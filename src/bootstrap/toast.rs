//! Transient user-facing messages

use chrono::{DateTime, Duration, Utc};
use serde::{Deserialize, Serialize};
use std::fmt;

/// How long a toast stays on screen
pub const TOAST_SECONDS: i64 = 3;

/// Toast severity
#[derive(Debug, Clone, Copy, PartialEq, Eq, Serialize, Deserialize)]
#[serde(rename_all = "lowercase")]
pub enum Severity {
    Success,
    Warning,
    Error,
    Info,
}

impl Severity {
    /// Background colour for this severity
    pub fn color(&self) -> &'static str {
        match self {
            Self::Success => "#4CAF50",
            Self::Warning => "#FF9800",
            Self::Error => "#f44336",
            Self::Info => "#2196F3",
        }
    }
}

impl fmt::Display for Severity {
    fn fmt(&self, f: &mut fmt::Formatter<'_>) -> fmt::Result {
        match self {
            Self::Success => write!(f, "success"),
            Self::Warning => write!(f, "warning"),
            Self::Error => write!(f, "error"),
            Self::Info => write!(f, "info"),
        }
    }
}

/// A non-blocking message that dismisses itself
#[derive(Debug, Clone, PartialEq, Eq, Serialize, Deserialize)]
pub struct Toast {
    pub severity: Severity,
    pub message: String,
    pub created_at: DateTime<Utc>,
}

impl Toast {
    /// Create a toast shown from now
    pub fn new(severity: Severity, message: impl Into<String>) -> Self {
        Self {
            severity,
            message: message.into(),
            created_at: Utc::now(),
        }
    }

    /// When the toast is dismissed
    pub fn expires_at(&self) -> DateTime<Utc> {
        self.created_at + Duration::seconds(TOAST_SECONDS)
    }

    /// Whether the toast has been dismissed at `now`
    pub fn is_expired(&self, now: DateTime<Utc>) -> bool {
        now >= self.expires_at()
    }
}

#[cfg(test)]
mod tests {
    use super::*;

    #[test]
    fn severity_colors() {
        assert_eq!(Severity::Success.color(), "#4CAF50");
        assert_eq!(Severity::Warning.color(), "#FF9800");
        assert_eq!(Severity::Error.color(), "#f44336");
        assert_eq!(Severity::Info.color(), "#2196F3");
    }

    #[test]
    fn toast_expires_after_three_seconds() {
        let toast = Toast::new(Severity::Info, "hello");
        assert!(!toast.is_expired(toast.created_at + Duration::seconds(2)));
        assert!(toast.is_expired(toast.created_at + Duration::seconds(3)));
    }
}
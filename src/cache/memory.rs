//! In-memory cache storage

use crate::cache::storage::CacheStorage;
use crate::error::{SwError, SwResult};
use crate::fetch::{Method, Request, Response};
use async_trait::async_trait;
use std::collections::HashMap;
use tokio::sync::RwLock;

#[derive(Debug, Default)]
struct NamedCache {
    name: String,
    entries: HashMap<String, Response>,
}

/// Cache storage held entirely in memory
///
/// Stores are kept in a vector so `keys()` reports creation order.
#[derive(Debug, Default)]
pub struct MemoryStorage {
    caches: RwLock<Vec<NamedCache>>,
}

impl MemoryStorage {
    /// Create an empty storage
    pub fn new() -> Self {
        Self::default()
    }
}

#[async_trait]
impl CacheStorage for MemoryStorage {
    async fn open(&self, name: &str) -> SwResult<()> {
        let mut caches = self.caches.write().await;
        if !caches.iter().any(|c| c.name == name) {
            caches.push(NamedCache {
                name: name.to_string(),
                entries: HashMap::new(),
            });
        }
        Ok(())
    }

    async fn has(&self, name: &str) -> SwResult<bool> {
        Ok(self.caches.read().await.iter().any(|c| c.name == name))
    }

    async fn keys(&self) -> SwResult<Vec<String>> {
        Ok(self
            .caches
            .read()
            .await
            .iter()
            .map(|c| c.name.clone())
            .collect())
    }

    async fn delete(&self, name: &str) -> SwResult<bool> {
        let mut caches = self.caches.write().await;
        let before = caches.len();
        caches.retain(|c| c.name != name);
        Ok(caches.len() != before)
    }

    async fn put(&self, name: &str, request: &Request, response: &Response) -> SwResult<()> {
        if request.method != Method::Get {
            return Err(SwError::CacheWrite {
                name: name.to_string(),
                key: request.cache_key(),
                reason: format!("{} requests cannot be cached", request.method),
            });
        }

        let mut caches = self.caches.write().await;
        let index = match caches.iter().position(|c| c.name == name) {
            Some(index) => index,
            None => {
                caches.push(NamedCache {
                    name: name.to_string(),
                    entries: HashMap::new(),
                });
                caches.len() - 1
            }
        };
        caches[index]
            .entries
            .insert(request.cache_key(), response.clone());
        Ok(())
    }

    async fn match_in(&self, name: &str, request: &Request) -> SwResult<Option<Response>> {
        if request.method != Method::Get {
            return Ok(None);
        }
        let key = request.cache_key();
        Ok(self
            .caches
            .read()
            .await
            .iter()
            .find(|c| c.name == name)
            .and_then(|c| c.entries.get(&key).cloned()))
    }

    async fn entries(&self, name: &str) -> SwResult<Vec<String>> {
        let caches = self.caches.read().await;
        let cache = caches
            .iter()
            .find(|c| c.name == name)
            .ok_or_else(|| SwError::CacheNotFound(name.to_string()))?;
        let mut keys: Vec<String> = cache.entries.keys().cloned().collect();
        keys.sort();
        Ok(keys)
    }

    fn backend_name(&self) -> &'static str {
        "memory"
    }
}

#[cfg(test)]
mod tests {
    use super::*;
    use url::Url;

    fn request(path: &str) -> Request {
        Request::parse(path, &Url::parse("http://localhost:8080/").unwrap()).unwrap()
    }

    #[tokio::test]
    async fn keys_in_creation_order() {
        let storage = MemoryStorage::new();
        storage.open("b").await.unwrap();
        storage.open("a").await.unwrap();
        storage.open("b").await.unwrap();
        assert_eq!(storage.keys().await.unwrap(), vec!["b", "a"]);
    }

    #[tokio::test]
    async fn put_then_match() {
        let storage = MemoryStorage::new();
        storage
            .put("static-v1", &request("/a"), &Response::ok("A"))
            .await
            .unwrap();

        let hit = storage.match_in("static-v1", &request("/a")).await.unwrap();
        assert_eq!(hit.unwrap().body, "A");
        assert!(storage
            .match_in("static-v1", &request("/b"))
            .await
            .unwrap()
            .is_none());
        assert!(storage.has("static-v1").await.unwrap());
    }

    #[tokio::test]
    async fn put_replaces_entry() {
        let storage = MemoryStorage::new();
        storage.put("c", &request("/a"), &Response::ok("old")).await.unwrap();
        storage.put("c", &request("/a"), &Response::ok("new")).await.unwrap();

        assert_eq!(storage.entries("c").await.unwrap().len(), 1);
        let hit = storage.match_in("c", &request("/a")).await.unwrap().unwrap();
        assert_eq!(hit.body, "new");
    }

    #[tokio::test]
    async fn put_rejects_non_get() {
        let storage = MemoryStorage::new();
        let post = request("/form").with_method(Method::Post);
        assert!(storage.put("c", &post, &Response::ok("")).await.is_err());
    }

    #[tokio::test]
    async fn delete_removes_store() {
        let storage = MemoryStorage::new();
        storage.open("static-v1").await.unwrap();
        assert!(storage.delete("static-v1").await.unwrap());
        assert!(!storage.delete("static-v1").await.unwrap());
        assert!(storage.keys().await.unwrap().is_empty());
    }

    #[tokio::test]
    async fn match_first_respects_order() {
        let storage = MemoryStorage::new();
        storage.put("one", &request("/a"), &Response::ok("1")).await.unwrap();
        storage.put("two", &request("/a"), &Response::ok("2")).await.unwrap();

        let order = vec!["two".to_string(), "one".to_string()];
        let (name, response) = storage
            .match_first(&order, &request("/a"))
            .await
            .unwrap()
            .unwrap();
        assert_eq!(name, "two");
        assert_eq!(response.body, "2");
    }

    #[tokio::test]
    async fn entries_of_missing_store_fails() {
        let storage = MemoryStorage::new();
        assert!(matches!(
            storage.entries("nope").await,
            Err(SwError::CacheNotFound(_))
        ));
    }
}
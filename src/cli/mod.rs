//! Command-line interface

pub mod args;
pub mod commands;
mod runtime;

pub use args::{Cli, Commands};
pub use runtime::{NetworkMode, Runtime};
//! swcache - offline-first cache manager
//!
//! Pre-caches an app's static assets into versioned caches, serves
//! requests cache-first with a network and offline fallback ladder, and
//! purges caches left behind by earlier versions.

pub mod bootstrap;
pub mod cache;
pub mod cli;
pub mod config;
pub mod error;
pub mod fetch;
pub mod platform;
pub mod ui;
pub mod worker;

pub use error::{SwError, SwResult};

## Aim of the exercise
Take every line from the records above that has the word "dismissed" and copy it.

## Answer space
    /// When the toast is dismissed
    /// Whether the toast has been dismissed at `now`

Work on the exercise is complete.